-- Exercise material follows --

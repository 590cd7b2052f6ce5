//! Charge generation settings.

use serde::Deserialize;

use crate::error::{ChargeError, Result};

/// City used when the payee profile has none.
pub const DEFAULT_CITY: &str = "NAO INFORMADO";

/// Configuration for [`PixCharger`](crate::PixCharger).
#[derive(Debug, Clone, PartialEq, Eq, Deserialize)]
#[serde(default)]
pub struct ChargeConfig {
    /// City placed in tag 60 when the payee has no city on file.
    pub default_city: String,

    /// Reference used when the invoice has no code. `None` omits tag 62.
    pub fallback_transaction_id: Option<String>,

    /// Retry without an amount when the invoice total cannot be encoded.
    pub degrade_on_invalid_amount: bool,
}

impl Default for ChargeConfig {
    fn default() -> Self {
        Self {
            default_city: DEFAULT_CITY.to_string(),
            fallback_transaction_id: None,
            degrade_on_invalid_amount: false,
        }
    }
}

impl ChargeConfig {
    /// Load from a JSON document. Missing keys take their defaults.
    pub fn from_json(json: &str) -> Result<Self> {
        serde_json::from_str(json).map_err(|e| ChargeError::Config(e.to_string()))
    }
}

#[cfg(test)]
mod tests {
    use super::*;

    #[test]
    fn test_defaults() {
        let config = ChargeConfig::default();
        assert_eq!(config.default_city, "NAO INFORMADO");
        assert_eq!(config.fallback_transaction_id, None);
        assert!(!config.degrade_on_invalid_amount);
    }

    #[test]
    fn test_partial_json() {
        let config =
            ChargeConfig::from_json(r#"{ "fallback_transaction_id": "SEMCODIGO" }"#).unwrap();
        assert_eq!(config.default_city, DEFAULT_CITY);
        assert_eq!(config.fallback_transaction_id.as_deref(), Some("SEMCODIGO"));
    }

    #[test]
    fn test_empty_json_is_default() {
        assert_eq!(ChargeConfig::from_json("{}").unwrap(), ChargeConfig::default());
    }

    #[test]
    fn test_malformed_json() {
        let err = ChargeConfig::from_json(r#"{ "degrade_on_invalid_amount": "yes" }"#).unwrap_err();
        assert!(matches!(err, ChargeError::Config(_)));
    }
}
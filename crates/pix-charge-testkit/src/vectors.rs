//! Golden test vectors for payload encoding.
//!
//! Every expected payload below was checked against an independent
//! CRC-16/CCITT-FALSE implementation. The BCB sample is the one published
//! in the central bank's PIX initiation manual.

use pix_charge_core::{build_payload, crc16_ccitt, ChargeRequest};
use rust_decimal::Decimal;

/// A golden payload vector.
#[derive(Debug, Clone)]
pub struct GoldenVector {
    /// Human-readable name for the vector.
    pub name: &'static str,
    pub payee_key: &'static str,
    pub payee_name: &'static str,
    pub payee_city: &'static str,
    /// Amount in centavos.
    pub amount_cents: Option<i64>,
    pub transaction_id: Option<&'static str>,
    /// Expected payload, CRC included.
    pub expected_payload: &'static str,
}

impl GoldenVector {
    /// The request this vector encodes.
    pub fn request(&self) -> ChargeRequest {
        ChargeRequest {
            payee_key: self.payee_key.to_string(),
            payee_name: self.payee_name.to_string(),
            payee_city: self.payee_city.to_string(),
            amount: self.amount_cents.map(|c| Decimal::new(c, 2)),
            transaction_id: self.transaction_id.map(str::to_string),
        }
    }
}

/// A raw CRC vector.
#[derive(Debug, Clone, Copy)]
pub struct CrcVector {
    pub name: &'static str,
    pub input: &'static [u8],
    pub expected: u16,
}

/// Published sample payload from the BCB PIX initiation manual (EVP key).
pub const BCB_SAMPLE_PAYLOAD: &str = "00020126580014br.gov.bcb.pix0136123e4567-e12b-12d1-a456-426655440000\
                                      5204000053039865802BR5913Fulano de Tal6008BRASILIA62070503***63041D3D";

/// Get all CRC vectors.
pub fn crc_vectors() -> Vec<CrcVector> {
    vec![
        CrcVector {
            name: "catalogue check value",
            input: b"123456789",
            expected: 0x29B1,
        },
        CrcVector {
            name: "empty input",
            input: b"",
            expected: 0xFFFF,
        },
        CrcVector {
            name: "single byte",
            input: b"A",
            expected: 0xB915,
        },
        CrcVector {
            name: "BCB sample body",
            input: b"00020126580014br.gov.bcb.pix0136123e4567-e12b-12d1-a456-426655440000\
                     5204000053039865802BR5913Fulano de Tal6008BRASILIA62070503***6304",
            expected: 0x1D3D,
        },
    ]
}

/// Get all payload vectors.
pub fn all_vectors() -> Vec<GoldenVector> {
    vec![
        GoldenVector {
            name: "minimal static charge",
            payee_key: "11144477735",
            payee_name: "João da Silva",
            payee_city: "São Paulo",
            amount_cents: None,
            transaction_id: None,
            expected_payload: "00020101021226330014br.gov.bcb.pix0111111444777355204000053039865802BR\
                               5913JOAO DA SILVA6009SAO PAULO6304A857",
        },
        GoldenVector {
            name: "amount and transaction id",
            payee_key: "11144477735",
            payee_name: "João da Silva",
            payee_city: "São Paulo",
            amount_cents: Some(12550),
            transaction_id: Some("ORC-202401010001"),
            expected_payload: "00020101021226330014br.gov.bcb.pix0111111444777355204000053039865406\
                               125.505802BR5913JOAO DA SILVA6009SAO PAULO62200516ORC-202401010001\
                               630408CA",
        },
        GoldenVector {
            name: "cnpj key with company name",
            payee_key: "12345678000195",
            payee_name: "Acme Comércio Ltda",
            payee_city: "Rio de Janeiro",
            amount_cents: Some(150000),
            transaction_id: Some("FAT0042"),
            expected_payload: "00020101021226360014br.gov.bcb.pix0114123456780001955204000053039865407\
                               1500.005802BR5918ACME COMERCIO LTDA6014RIO DE JANEIRO62110507FAT0042\
                               63046DBA",
        },
        GoldenVector {
            name: "email key open amount",
            payee_key: "financeiro@acme.com.br",
            payee_name: "acme",
            payee_city: "Curitiba",
            amount_cents: None,
            transaction_id: None,
            expected_payload: "00020101021226440014br.gov.bcb.pix0122financeiro@acme.com.br\
                               5204000053039865802BR5904ACME6008CURITIBA6304FD19",
        },
        GoldenVector {
            name: "phone key one centavo",
            payee_key: "+5511987654321",
            payee_name: "Maria Souza",
            payee_city: "Belo Horizonte",
            amount_cents: Some(1),
            transaction_id: None,
            expected_payload: "00020101021226360014br.gov.bcb.pix0114+55119876543215204000053039865404\
                               0.015802BR5911MARIA SOUZA6014BELO HORIZONTE6304D914",
        },
    ]
}

/// Encode every vector and report mismatches.
///
/// Returns `(name, matches, actual)` for each vector.
pub fn verify_all_vectors() -> Vec<(String, bool, String)> {
    all_vectors()
        .iter()
        .map(|v| {
            let actual = build_payload(&v.request()).unwrap_or_else(|e| format!("error: {e}"));
            (v.name.to_string(), actual == v.expected_payload, actual)
        })
        .collect()
}

/// Check every CRC vector against [`crc16_ccitt`].
pub fn verify_crc_vectors() -> Vec<(String, bool, u16)> {
    crc_vectors()
        .iter()
        .map(|v| {
            let actual = crc16_ccitt(v.input);
            (v.name.to_string(), actual == v.expected, actual)
        })
        .collect()
}

#[cfg(test)]
mod tests {
    use super::*;
    use pix_charge_core::verify_payload;

    #[test]
    fn test_payload_vectors_match() {
        for (name, ok, actual) in verify_all_vectors() {
            assert!(ok, "vector '{name}' produced {actual}");
        }
    }

    #[test]
    fn test_crc_vectors_match() {
        for (name, ok, actual) in verify_crc_vectors() {
            assert!(ok, "crc vector '{name}' produced {actual:04X}");
        }
    }

    #[test]
    fn test_vectors_verify() {
        for vector in all_vectors() {
            assert!(
                verify_payload(vector.expected_payload).is_ok(),
                "vector '{}' does not verify",
                vector.name
            );
        }
        assert!(verify_payload(BCB_SAMPLE_PAYLOAD).is_ok());
    }
}
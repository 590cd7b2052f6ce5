//! # PIX Charge
//!
//! Static PIX charges for invoices.
//!
//! ## Overview
//!
//! The [`core`] crate is a pure codec from a [`ChargeRequest`] to an EMV
//! payload string. This crate sits in front of it:
//!
//! - **Key policy**: choose the payee's PIX key from the documents and
//!   emails on file (CNPJ, then CPF, then business email, then email)
//! - **Invoice mapping**: receiver name and city, total, invoice code
//! - **Configuration**: default city, fallback reference, degraded mode
//! - **Logging**: `tracing` events for key resolution and fallbacks
//!
//! ## Usage
//!
//! ```rust
//! use pix_charge::{ChargeConfig, InvoiceCharge, PayeeProfile, PixCharger};
//! use rust_decimal::Decimal;
//!
//! let payee = PayeeProfile {
//!     company_name: Some("Acme Comércio Ltda".into()),
//!     city: Some("Rio de Janeiro".into()),
//!     cnpj: Some("12.345.678/0001-95".into()),
//!     ..Default::default()
//! };
//! let invoice = InvoiceCharge::new(Decimal::new(150000, 2), Some("FAT0042".into()));
//!
//! let charger = PixCharger::new(ChargeConfig::default());
//! let charge = charger.charge(&payee, &invoice).unwrap();
//! assert!(charge.payload.ends_with("63046DBA"));
//! ```

pub mod charger;
pub mod config;
pub mod error;
pub mod payee;

// Re-export the codec
pub use pix_charge_core as core;

pub use charger::{PixCharge, PixCharger};
pub use config::ChargeConfig;
pub use error::{ChargeError, Result};
pub use payee::{InvoiceCharge, PayeeProfile};

pub use pix_charge_core::{build_payload, verify_payload, ChargeRequest, EncodeError, PixKeyKind};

-- Exercise material concluded --

**Task instructions**. Go through the entries and return each line where the word "InvoiceCharge" occurs.

**Task solution**.
//! use pix_charge::{ChargeConfig, InvoiceCharge, PayeeProfile, PixCharger};
//! let invoice = InvoiceCharge::new(Decimal::new(150000, 2), Some("FAT0042".into()));
pub use payee::{InvoiceCharge, PayeeProfile};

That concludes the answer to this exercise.